On September 6th, the project participants had their biannual in-person meeting in the premises of the University of Gothenburg. These meetings are planned for the whole project team to meet and exchange experiences and findings from their respected fieldwork, discuss scientific output in the making, and make plans for upcoming events, publications, participation in conferences, and ongoing and future research.
We discussed our initial fieldwork at different sites, focusing on our field trips along the land borders between Norway and Sweden and between Sweden and Denmark. The fieldwork at these borders shows initial exciting insights about the balancing of openness and security and how the work of different actors and technology is organized in the context of the inner borders. We have also initiated contacts and fieldwork at several airports and look forward to dig into that.

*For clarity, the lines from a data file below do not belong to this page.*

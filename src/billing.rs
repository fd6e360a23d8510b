//! Billing provider port and webhook reconciliation.
//!
//! The provider owns subscriptions. We keep a cached copy and overwrite it
//! with whatever the provider last told us.

use async_trait::async_trait;
use chrono::{DateTime, Utc};
use thiserror::Error;
use uuid::Uuid;

use crate::{
    models::Subscription,
    store::MoodRepository,
    subscription::{is_premium, SubscriptionStatus},
};

#[derive(Debug, Error)]
pub enum BillingError {
    #[error("billing transport error: {0}")]
    Transport(#[from] reqwest::Error),
    #[error("billing provider returned {status}: {message}")]
    Api { status: u16, message: String },
    #[error("billing provider response missing {0}")]
    MissingField(&'static str),
}

#[derive(Debug, Error, PartialEq, Eq)]
pub enum WebhookError {
    #[error("missing signature header")]
    MissingSignature,
    #[error("malformed signature header")]
    MalformedSignature,
    #[error("signature timestamp outside tolerance")]
    StaleTimestamp,
    #[error("signature mismatch")]
    SignatureMismatch,
    #[error("invalid event payload: {0}")]
    InvalidPayload(String),
}

#[derive(Debug, Clone, PartialEq, Eq)]
pub struct CheckoutRequest {
    pub user_id: Uuid,
    pub email: String,
    /// Reuse the provider customer when the user already has one.
    pub customer_id: Option<String>,
}

#[derive(Debug, Clone, PartialEq, Eq)]
pub struct CheckoutSession {
    pub id: String,
    pub url: String,
}

#[cfg_attr(test, mockall::automock)]
#[async_trait]
pub trait BillingProvider: Send + Sync {
    async fn create_checkout_session(
        &self,
        request: &CheckoutRequest,
    ) -> Result<CheckoutSession, BillingError>;

    /// Returns the URL of a self-service billing portal session.
    async fn create_portal_session(&self, customer_id: &str) -> Result<String, BillingError>;
}

/// Provider events reduced to what reconciliation needs.
#[derive(Debug, Clone, PartialEq)]
pub enum BillingEvent {
    CheckoutCompleted {
        user_id: Option<Uuid>,
        customer_id: Option<String>,
    },
    SubscriptionChanged {
        subscription_id: String,
        customer_id: Option<String>,
        user_id: Option<Uuid>,
        status: SubscriptionStatus,
        current_period_end: Option<DateTime<Utc>>,
        cancel_at_period_end: bool,
    },
    Ignored {
        kind: String,
    },
}

#[derive(Debug, Clone, PartialEq, Eq)]
pub enum WebhookOutcome {
    CustomerLinked { user_id: Uuid },
    SubscriptionSynced { user_id: Uuid, premium: bool },
    UnknownUser,
    Ignored,
}

/// Applies one provider event to the cached state.
///
/// Events naming users we do not know are acknowledged, not failed, so the
/// provider does not keep redelivering them. Store failures propagate so it
/// does.
pub async fn apply_event(
    repo: &dyn MoodRepository,
    event: BillingEvent,
    now: DateTime<Utc>,
) -> Result<WebhookOutcome, sqlx::Error> {
    match event {
        BillingEvent::CheckoutCompleted {
            user_id: Some(user_id),
            customer_id: Some(customer_id),
        } => {
            if repo.link_customer(user_id, &customer_id).await? {
                tracing::info!(%user_id, %customer_id, "💳 checkout completed, customer linked");
                Ok(WebhookOutcome::CustomerLinked { user_id })
            } else {
                tracing::warn!(%user_id, "checkout completed for unknown user");
                Ok(WebhookOutcome::UnknownUser)
            }
        }
        BillingEvent::CheckoutCompleted { .. } => {
            tracing::warn!("checkout completed without user or customer reference");
            Ok(WebhookOutcome::UnknownUser)
        }
        BillingEvent::SubscriptionChanged {
            subscription_id,
            customer_id,
            user_id,
            status,
            current_period_end,
            cancel_at_period_end,
        } => {
            let Some(user_id) = owner_of(repo, user_id, customer_id.as_deref()).await? else {
                tracing::warn!(%subscription_id, "subscription event for unknown user");
                return Ok(WebhookOutcome::UnknownUser);
            };

            repo.upsert_subscription(&Subscription {
                id: subscription_id.clone(),
                user_id,
                status,
                current_period_end,
                cancel_at_period_end,
                updated_at: now,
            })
            .await?;

            let premium = is_premium(status, current_period_end, now);
            repo.set_premium(user_id, premium).await?;

            tracing::info!(
                %user_id,
                %subscription_id,
                status = status.as_str(),
                premium,
                "🔄 subscription synced"
            );
            Ok(WebhookOutcome::SubscriptionSynced { user_id, premium })
        }
        BillingEvent::Ignored { kind } => {
            tracing::debug!(%kind, "ignoring billing event");
            Ok(WebhookOutcome::Ignored)
        }
    }
}

/// Metadata wins; otherwise fall back to the linked customer id.
async fn owner_of(
    repo: &dyn MoodRepository,
    user_id: Option<Uuid>,
    customer_id: Option<&str>,
) -> Result<Option<Uuid>, sqlx::Error> {
    if let Some(user_id) = user_id {
        if repo.find_user(user_id).await?.is_some() {
            return Ok(Some(user_id));
        }
    }
    match customer_id {
        Some(customer_id) => Ok(repo
            .find_user_by_customer(customer_id)
            .await?
            .map(|user| user.id)),
        None => Ok(None),
    }
}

The project team has also started several writing projects that are planned to be advanced during the Fall and submitted for publication. Three were in focus during the meeting. Elena Raviola, Ursula Plesner and Luna Rasmussen are co-authoring the method paper “Cutting through complexities”, presenting the project’s collective work of mapping documents that relate to technologies & borders in the Nordic countries and inventing practical strategies to cut through the institutional density and technological opacity of this field. With a simply-coded visualization, the ambition is to create a tool that will also be available to other researchers to use in their projects. Bertil Rolandsson, Ursula Plesner and Luna Rasmussen are working on another paper, also presented in the Nordic STS conference, “Accelerated retrofitting: Infrastructuring for openness and security at the digital Nordic Borders through 20 years”. The paper, based on the results of our document analysis, focuses on the technological and political developments in the Nordic borders over the last 20 years, through an infrastructural lens, focusing on the retrofitting of new technologies on existing frameworks, policies and practices. Finally, Jan Ljungberg, Marie Eneman and Elena Raviola are writing a paper drawing on dystopian futures of surveillance, currently entitled “Dystopian imaginaries of surveillance – from fiction to the contemporary surveillance society”. The paper analyses dystopian futures’ representation through works of fiction, in film and literature and it has also already presented at the 17th Oganizational Studies Workshop in Athens in May 2023.
The workshop concluded with discussions about future publication possibilities as well as novel outreach activities. We had also the pleasure to have a guided visit to the photography exhibition of the works by Klara Källström and Tobias Fäldt at the Hasselblad Foundation (https://www.hasselbladfoundation.org/en/portfolio_page/klara-kallstrom-thobias-faldt-2/). Klara, who is now PhD student at the Department of Applied IT in Gothenburg, and Tobias gave us many inspiring insights for discussion during our dinner!